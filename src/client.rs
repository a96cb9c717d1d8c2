//! High-level client
//!
//! Ties the S3 transport, the upload coordinator and the listing protocols
//! together behind one handle.
//!
//! # Example
//!
//! ```no_run
//! use mizuchi_transfer::{Client, Config};
//! use mizuchi_transfer::list::ListObjectsOptions;
//!
//! # async fn example() -> Result<(), Box<dyn std::error::Error>> {
//! let client = Client::from_config(&Config::load("config.yaml")?)?;
//!
//! let data = b"hello".to_vec();
//! let opts = client.upload_defaults();
//! client.put_object("bucket", "hello.txt", &data[..], Some(5), &opts).await?;
//!
//! let mut listing = client.list_objects("bucket", ListObjectsOptions::default());
//! while let Some(entry) = listing.recv().await {
//!     println!("{}", entry?.key());
//! }
//! # Ok(())
//! # }
//! ```

use crate::config::Config;
use crate::list::{
    spawn_listing, Entry, ListError, ListObjectsOptions, ObjectsV1Source, ObjectsV2Source,
    PartEntry, PartsSource, ResultSequence, UploadsSource, VersionsSource,
};
use crate::s3::{RequestExecutor, S3Client, S3ClientConfig, S3ClientError};
use crate::upload::planner::MAX_PART_SIZE;
use crate::upload::{
    MultipartUploadCoordinator, PartialUpdate, PutObjectOptions, UploadError, UploadResult,
};
use std::collections::BTreeMap;
use std::sync::Arc;
use tokio::io::AsyncRead;
use tokio_util::sync::CancellationToken;

/// Object name used for archives sent to [`Client::extract_online`]
pub const EXTRACT_OBJECT_NAME: &str = "extractfile";

/// Listing stream returned by the `list_*` calls
pub type Listing = ResultSequence<Result<Entry, ListError>>;

/// S3 transfer client
pub struct Client {
    s3: Arc<S3Client>,
    coordinator: MultipartUploadCoordinator,
    upload_defaults: PutObjectOptions,
    listing_defaults: ListObjectsOptions,
}

impl Client {
    pub fn new(s3: S3Client) -> Self {
        let s3 = Arc::new(s3);
        Self {
            coordinator: MultipartUploadCoordinator::new(s3.clone()),
            s3,
            upload_defaults: PutObjectOptions::default(),
            listing_defaults: ListObjectsOptions::default(),
        }
    }

    /// Build a client from a loaded configuration
    pub fn from_config(config: &Config) -> Result<Self, S3ClientError> {
        let s3 = S3Client::new(S3ClientConfig::from_config(&config.s3)?)?;
        let mut client = Self::new(s3);
        client.upload_defaults = config.upload.to_options();
        client.listing_defaults = config.listing.to_options();
        Ok(client)
    }

    pub fn s3(&self) -> &Arc<S3Client> {
        &self.s3
    }

    /// The coordinator used by the put calls
    pub fn uploader(&self) -> &MultipartUploadCoordinator {
        &self.coordinator
    }

    /// Upload options seeded from the configuration
    pub fn upload_defaults(&self) -> PutObjectOptions {
        self.upload_defaults.clone()
    }

    /// Listing options seeded from the configuration
    pub fn listing_defaults(&self) -> ListObjectsOptions {
        self.listing_defaults.clone()
    }

    // ========================================================================
    // Uploads
    // ========================================================================

    /// Upload an object; `size` of `None` streams until the source ends
    pub async fn put_object<R>(
        &self,
        bucket: &str,
        key: &str,
        source: R,
        size: Option<u64>,
        options: &PutObjectOptions,
    ) -> Result<UploadResult, UploadError>
    where
        R: AsyncRead + Unpin + Send,
    {
        self.coordinator
            .upload(bucket, key, source, size, options)
            .await
    }

    /// Append `source` to the end of an existing object
    pub async fn append_object<R>(
        &self,
        bucket: &str,
        key: &str,
        source: R,
        size: u64,
    ) -> Result<UploadResult, UploadError>
    where
        R: AsyncRead + Unpin + Send,
    {
        let options = PutObjectOptions {
            append_mode: true,
            ..in_place_options(size)?
        };
        self.put_object(bucket, key, source, Some(size), &options)
            .await
    }

    /// Insert or replace bytes of an existing object at `update.offset`
    ///
    /// An offset of -1 addresses the end of the object.
    pub async fn update_object<R>(
        &self,
        bucket: &str,
        key: &str,
        update: PartialUpdate,
        source: R,
        size: u64,
    ) -> Result<UploadResult, UploadError>
    where
        R: AsyncRead + Unpin + Send,
    {
        if update.offset < -1 {
            return Err(UploadError::InvalidArgument(format!(
                "update offset {} must not be below -1",
                update.offset
            )));
        }
        let options = PutObjectOptions {
            partial_update: Some(update),
            ..in_place_options(size)?
        };
        self.put_object(bucket, key, source, Some(size), &options)
            .await
    }

    /// Upload an archive the server unpacks into `bucket`
    pub async fn extract_online<R>(
        &self,
        bucket: &str,
        source: R,
        size: u64,
        ignore_dirs: bool,
        update_mtime: bool,
    ) -> Result<UploadResult, UploadError>
    where
        R: AsyncRead + Unpin + Send,
    {
        let options = PutObjectOptions {
            snowball_extract: true,
            snowball_ignore_dirs: ignore_dirs,
            snowball_update_mtime: update_mtime,
            ..in_place_options(size)?
        };
        self.put_object(bucket, EXTRACT_OBJECT_NAME, source, Some(size), &options)
            .await
    }

    // ========================================================================
    // Listings
    // ========================================================================

    /// List objects, or object versions when `opts.with_versions` is set
    ///
    /// The v1 protocol is used when requested, or when the bucket's cached
    /// location marks an appliance that lacks v2.
    pub fn list_objects(&self, bucket: &str, opts: ListObjectsOptions) -> Listing {
        self.list_objects_with_cancellation(bucket, opts, CancellationToken::new())
    }

    pub fn list_objects_with_cancellation(
        &self,
        bucket: &str,
        opts: ListObjectsOptions,
        cancel: CancellationToken,
    ) -> Listing {
        let executor = self.executor();
        if opts.with_versions {
            tracing::debug!(s3.bucket = %bucket, "Listing object versions");
            return spawn_listing(VersionsSource::new(executor, bucket, opts), cancel);
        }
        if opts.use_v1 || self.s3.location_cache().requires_v1_listing(bucket) {
            tracing::debug!(s3.bucket = %bucket, "Listing objects with v1 protocol");
            return spawn_listing(ObjectsV1Source::new(executor, bucket, opts), cancel);
        }
        spawn_listing(ObjectsV2Source::new(executor, bucket, opts), cancel)
    }

    /// List multipart uploads that were started but never completed
    pub fn list_incomplete_uploads(&self, bucket: &str, prefix: &str, recursive: bool) -> Listing {
        spawn_listing(
            UploadsSource::new(self.executor(), bucket, prefix, recursive),
            CancellationToken::new(),
        )
    }

    /// List the parts already stored for an upload
    pub fn list_upload_parts(&self, bucket: &str, key: &str, upload_id: &str) -> Listing {
        spawn_listing(
            PartsSource::new(self.executor(), bucket, key, upload_id),
            CancellationToken::new(),
        )
    }

    /// Collect every stored part of an upload, keyed by part number
    pub async fn list_object_parts(
        &self,
        bucket: &str,
        key: &str,
        upload_id: &str,
    ) -> Result<BTreeMap<u32, PartEntry>, ListError> {
        let mut listing = self.list_upload_parts(bucket, key, upload_id);
        let mut parts = BTreeMap::new();
        while let Some(entry) = listing.recv().await {
            if let Entry::Part(part) = entry? {
                parts.insert(part.part_number, part);
            }
        }
        Ok(parts)
    }

    /// Upload ids of incomplete uploads for exactly `key`
    pub async fn find_upload_ids(&self, bucket: &str, key: &str) -> Result<Vec<String>, ListError> {
        let mut listing = self.list_incomplete_uploads(bucket, key, true);
        let mut upload_ids = Vec::new();
        while let Some(entry) = listing.recv().await {
            if let Entry::Upload(upload) = entry? {
                if upload.key == key {
                    upload_ids.push(upload.upload_id);
                }
            }
        }
        Ok(upload_ids)
    }

    /// Region of `bucket`; also primes the listing protocol choice
    pub async fn bucket_location(&self, bucket: &str) -> Result<String, S3ClientError> {
        self.s3.bucket_location(bucket).await
    }

    fn executor(&self) -> Arc<dyn RequestExecutor> {
        self.s3.clone()
    }
}

/// Options shared by the in-place write calls; these always go out as a
/// single PUT of a known size
fn in_place_options(size: u64) -> Result<PutObjectOptions, UploadError> {
    if size >= MAX_PART_SIZE {
        return Err(UploadError::InvalidArgument(format!(
            "in-place write of {} bytes must be below {} bytes",
            size, MAX_PART_SIZE
        )));
    }
    Ok(PutObjectOptions {
        disable_multipart: true,
        part_size: MAX_PART_SIZE,
        ..PutObjectOptions::default()
    })
}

§ Your task: Which lines in the data above contain "InvalidArgument"? Show each one.

§ Answer to the problem:
            return Err(UploadError::InvalidArgument(format!(
        return Err(UploadError::InvalidArgument(format!(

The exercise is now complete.